Among the entries below, one stretch runs from the line that contains "repository c08cb3b4e3277ab2" through the line that contains "on:click=move |_| on_back.run(())>". Repeat that stretch exactly, ends included, and only that.

Supplied data Start Marker

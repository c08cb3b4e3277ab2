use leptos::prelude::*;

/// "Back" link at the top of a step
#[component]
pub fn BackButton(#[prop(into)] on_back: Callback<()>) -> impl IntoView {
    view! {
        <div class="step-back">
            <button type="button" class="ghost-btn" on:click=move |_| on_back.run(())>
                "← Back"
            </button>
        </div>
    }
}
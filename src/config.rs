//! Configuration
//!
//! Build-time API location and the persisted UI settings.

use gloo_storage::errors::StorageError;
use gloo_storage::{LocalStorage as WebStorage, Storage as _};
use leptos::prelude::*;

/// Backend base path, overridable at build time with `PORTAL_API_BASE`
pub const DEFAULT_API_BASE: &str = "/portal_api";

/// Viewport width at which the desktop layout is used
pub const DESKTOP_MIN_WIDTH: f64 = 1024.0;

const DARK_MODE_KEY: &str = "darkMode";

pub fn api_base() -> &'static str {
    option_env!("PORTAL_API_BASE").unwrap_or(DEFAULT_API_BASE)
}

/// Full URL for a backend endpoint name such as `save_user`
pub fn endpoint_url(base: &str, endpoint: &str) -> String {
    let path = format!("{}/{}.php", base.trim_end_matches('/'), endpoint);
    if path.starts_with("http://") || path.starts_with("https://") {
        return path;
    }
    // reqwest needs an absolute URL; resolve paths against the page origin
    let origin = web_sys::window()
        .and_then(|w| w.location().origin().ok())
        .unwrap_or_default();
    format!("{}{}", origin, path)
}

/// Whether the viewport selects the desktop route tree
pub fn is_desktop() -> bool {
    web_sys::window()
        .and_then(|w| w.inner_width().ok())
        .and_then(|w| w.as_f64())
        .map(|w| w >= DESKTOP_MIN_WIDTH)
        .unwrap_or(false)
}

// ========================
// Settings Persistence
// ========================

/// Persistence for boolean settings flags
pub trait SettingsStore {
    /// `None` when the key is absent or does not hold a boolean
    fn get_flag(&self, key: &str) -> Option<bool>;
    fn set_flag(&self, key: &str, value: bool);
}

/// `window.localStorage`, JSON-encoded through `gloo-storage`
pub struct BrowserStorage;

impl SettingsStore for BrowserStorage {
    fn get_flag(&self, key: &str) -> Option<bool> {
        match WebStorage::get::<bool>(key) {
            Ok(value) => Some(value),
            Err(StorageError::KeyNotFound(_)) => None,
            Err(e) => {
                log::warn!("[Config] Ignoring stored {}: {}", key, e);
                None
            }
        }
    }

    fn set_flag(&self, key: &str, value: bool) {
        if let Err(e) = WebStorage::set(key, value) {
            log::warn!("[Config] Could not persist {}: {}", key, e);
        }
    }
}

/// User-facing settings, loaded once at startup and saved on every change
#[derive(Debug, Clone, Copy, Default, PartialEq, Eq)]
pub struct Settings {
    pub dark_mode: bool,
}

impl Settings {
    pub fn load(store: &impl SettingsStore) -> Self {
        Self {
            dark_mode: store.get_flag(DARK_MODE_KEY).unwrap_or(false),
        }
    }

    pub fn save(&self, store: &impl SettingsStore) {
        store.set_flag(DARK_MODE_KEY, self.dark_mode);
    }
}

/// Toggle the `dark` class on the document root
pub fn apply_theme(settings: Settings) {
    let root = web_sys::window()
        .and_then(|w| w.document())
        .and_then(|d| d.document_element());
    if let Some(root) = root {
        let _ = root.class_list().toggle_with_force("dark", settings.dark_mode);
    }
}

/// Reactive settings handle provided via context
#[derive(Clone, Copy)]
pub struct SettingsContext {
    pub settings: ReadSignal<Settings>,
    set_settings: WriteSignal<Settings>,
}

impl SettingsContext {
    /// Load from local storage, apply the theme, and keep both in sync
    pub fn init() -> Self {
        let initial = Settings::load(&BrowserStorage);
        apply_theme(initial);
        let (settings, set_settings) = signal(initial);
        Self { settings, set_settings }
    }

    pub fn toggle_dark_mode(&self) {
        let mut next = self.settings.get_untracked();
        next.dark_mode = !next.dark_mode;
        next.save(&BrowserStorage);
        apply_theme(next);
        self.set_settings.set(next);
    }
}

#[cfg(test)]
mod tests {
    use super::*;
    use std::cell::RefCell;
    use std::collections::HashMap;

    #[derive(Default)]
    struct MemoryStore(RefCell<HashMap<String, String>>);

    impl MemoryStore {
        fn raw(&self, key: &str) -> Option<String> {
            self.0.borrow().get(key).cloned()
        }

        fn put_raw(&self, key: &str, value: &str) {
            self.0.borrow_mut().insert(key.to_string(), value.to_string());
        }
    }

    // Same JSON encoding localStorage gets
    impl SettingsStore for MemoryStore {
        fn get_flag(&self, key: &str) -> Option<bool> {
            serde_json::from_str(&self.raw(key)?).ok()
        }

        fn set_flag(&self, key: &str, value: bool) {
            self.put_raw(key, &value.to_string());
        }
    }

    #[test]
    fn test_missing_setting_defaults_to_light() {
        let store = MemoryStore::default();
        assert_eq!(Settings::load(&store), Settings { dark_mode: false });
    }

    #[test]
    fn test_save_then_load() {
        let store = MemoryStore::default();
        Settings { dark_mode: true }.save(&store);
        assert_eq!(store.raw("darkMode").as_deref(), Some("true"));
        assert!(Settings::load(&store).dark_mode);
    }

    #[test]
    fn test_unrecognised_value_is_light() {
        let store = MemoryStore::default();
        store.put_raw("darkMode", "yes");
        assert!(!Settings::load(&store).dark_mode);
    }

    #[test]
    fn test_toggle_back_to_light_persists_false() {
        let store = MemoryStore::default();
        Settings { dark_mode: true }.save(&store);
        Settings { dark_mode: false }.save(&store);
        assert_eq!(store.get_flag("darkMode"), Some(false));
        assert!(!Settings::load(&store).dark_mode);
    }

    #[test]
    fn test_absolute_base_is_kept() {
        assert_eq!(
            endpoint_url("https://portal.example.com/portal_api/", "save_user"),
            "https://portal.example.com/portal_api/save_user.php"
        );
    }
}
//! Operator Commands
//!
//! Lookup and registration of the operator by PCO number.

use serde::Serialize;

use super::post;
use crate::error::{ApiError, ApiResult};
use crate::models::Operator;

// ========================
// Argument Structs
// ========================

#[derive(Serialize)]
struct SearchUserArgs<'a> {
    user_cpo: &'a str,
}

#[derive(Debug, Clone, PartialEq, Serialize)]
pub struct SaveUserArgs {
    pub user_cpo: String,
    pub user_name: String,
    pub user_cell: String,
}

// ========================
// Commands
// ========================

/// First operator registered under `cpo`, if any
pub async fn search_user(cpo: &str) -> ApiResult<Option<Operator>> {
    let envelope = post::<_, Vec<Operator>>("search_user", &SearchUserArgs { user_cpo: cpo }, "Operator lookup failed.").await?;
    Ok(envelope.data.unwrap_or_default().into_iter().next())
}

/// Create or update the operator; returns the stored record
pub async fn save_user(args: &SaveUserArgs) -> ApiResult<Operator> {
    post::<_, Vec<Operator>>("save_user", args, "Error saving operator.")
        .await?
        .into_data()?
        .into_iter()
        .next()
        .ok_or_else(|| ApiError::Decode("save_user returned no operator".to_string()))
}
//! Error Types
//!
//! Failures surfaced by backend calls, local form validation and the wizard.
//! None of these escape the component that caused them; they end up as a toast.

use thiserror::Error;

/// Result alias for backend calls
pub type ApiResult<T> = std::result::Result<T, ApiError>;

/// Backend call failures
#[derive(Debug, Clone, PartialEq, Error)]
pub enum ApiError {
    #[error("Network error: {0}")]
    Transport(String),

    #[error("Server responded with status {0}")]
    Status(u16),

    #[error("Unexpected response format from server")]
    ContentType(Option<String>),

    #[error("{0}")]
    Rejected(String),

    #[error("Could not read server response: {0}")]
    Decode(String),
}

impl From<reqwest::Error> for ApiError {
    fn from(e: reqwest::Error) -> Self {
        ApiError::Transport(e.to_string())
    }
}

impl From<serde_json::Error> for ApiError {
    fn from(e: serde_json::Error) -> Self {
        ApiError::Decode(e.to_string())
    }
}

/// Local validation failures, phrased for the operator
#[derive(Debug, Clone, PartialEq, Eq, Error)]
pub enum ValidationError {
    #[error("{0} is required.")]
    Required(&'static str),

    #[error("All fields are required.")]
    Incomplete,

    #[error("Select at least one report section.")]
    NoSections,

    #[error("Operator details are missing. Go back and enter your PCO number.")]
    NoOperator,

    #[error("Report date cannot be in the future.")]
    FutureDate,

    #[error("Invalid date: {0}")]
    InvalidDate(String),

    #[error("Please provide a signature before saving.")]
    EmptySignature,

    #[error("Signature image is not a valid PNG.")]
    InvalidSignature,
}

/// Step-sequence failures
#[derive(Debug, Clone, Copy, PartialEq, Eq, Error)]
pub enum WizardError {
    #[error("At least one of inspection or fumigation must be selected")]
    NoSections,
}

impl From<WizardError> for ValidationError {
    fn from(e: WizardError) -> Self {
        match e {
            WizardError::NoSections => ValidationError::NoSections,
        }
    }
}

Supplied data End Marker
Supplied data Start Marker

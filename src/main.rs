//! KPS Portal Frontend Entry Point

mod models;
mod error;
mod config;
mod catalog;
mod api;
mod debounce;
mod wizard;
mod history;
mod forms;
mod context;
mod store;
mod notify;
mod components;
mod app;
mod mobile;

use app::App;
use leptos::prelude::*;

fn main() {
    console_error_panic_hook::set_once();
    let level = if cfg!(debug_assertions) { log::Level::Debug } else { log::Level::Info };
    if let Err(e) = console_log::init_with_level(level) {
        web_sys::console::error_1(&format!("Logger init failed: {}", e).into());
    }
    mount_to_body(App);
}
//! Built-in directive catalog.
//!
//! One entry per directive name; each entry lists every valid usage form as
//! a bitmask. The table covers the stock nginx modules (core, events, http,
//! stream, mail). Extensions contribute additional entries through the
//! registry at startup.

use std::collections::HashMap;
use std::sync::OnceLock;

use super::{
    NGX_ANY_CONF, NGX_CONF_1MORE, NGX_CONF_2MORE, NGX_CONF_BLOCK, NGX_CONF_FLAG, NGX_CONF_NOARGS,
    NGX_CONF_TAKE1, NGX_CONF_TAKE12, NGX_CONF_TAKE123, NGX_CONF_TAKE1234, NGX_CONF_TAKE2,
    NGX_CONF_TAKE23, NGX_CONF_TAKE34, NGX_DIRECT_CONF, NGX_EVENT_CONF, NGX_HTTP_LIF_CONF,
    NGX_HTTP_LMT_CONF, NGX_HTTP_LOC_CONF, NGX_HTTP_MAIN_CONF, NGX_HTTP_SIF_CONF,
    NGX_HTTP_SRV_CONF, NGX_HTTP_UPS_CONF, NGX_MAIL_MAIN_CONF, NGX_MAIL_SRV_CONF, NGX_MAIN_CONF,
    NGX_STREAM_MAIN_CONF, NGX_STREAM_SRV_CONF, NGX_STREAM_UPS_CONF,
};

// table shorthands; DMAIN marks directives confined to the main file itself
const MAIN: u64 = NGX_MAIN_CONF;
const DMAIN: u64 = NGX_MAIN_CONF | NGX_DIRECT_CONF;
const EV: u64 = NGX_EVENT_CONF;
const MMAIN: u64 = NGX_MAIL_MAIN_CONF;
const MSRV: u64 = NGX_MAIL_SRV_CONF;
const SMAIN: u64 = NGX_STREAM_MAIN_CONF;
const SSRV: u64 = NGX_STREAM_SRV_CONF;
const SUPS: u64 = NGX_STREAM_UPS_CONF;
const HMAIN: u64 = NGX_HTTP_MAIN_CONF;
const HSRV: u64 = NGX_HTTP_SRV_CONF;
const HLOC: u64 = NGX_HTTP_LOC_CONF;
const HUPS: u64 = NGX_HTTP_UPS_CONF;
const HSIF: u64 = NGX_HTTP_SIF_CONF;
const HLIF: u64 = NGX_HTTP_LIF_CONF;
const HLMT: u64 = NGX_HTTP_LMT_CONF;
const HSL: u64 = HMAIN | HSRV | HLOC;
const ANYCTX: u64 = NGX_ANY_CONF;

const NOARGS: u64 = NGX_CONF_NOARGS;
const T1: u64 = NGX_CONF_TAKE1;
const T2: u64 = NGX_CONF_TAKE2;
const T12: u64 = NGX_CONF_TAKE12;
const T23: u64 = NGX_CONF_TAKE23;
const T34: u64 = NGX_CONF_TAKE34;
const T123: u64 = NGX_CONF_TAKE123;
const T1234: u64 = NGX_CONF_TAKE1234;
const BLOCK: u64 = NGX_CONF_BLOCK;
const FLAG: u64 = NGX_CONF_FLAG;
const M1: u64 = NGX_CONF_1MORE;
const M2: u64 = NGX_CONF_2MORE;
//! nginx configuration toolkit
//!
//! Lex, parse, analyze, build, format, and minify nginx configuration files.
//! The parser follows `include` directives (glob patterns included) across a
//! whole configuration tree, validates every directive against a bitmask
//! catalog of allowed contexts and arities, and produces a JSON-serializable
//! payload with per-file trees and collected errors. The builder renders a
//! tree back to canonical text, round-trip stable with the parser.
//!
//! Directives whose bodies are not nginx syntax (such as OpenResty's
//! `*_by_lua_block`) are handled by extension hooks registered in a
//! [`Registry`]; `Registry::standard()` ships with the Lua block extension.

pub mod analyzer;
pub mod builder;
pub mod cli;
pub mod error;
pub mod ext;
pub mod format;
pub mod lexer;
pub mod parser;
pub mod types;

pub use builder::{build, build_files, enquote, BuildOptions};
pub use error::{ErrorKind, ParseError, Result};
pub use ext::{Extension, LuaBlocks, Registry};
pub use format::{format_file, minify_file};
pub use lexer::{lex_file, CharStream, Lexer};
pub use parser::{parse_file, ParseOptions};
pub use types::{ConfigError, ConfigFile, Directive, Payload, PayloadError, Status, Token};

Supplied data End Marker

Output below ▸
repository c08cb3b4e3277ab2
use leptos::prelude::*;

/// "Back" link at the top of a step
#[component]
pub fn BackButton(#[prop(into)] on_back: Callback<()>) -> impl IntoView {
    view! {
        <div class="step-back">
            <button type="button" class="ghost-btn" on:click=move |_| on_back.run(())>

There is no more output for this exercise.